▶ What you will do
Given the records below, pull every line with the word "handler" into the answer.

▶ Entries supplied
------------------------

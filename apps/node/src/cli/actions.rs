use std::sync::Arc;
use tokio::select;
use tokio::signal::unix;
use tokio::signal::unix::SignalKind;

use crate::{
    cli::{arguments, node::Node},
    config::NodeConfig,
};
use tracing::level_filters::LevelFilter;
use tracing_subscriber::{filter::Targets, layer::Layer, prelude::*, util::SubscriberInitExt, EnvFilter};

pub async fn run(args: arguments::Run) -> eyre::Result<()> {
    let config = NodeConfig::from_path(args.config)?;

    let level_filter = config.logger.level;

    let filter = Targets::new()
        .with_target("sqk_p2p", level_filter)
        .with_target("sqk_controller", level_filter)
        .with_target("sqk_sync", level_filter)
        .with_target("sqk_rpc_server", level_filter)
        .with_target("p2p", level_filter)
        .with_target("net", level_filter)
        .with_default(level_filter);

    // Disable `hyper` noise emitted through the RPC stack.
    let env_filter = EnvFilter::builder()
        .with_default_directive(LevelFilter::DEBUG.into())
        .from_env()?
        .add_directive("hyper=info".parse()?);

    tracing_subscriber::registry()
        .with(tracing_subscriber::fmt::layer().with_filter(filter))
        .with(env_filter)
        .try_init()?;

    let node = Arc::new(Node::new(config).await?);
    let node_clone = node.clone();

    tokio::spawn(async move {
        if let Err(err) = node_clone.run().await {
            tracing::error!("Node cancelled: {:?}", err);
        }
        node_clone.task_tracker.close();
    });

    let mut sigterm =
        unix::signal(SignalKind::terminate()).expect("Failed to create SIGTERM signal handler");
    let mut sigint =
        unix::signal(SignalKind::interrupt()).expect("Failed to create SIGINT signal handler");

    select! {
        _ = node.cancelled() => {
            tracing::info!("Node run failed");
        }
        _ = sigterm.recv() => {
            tracing::info!("Received SIGTERM signal");
        }
        _ = sigint.recv() => {
            tracing::info!("Received SIGINT signal");
        }
    }

    node.shutdown().await;

    Ok(())
}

------------------------

▶ Solution
        unix::signal(SignalKind::terminate()).expect("Failed to create SIGTERM signal handler");
        unix::signal(SignalKind::interrupt()).expect("Failed to create SIGINT signal handler");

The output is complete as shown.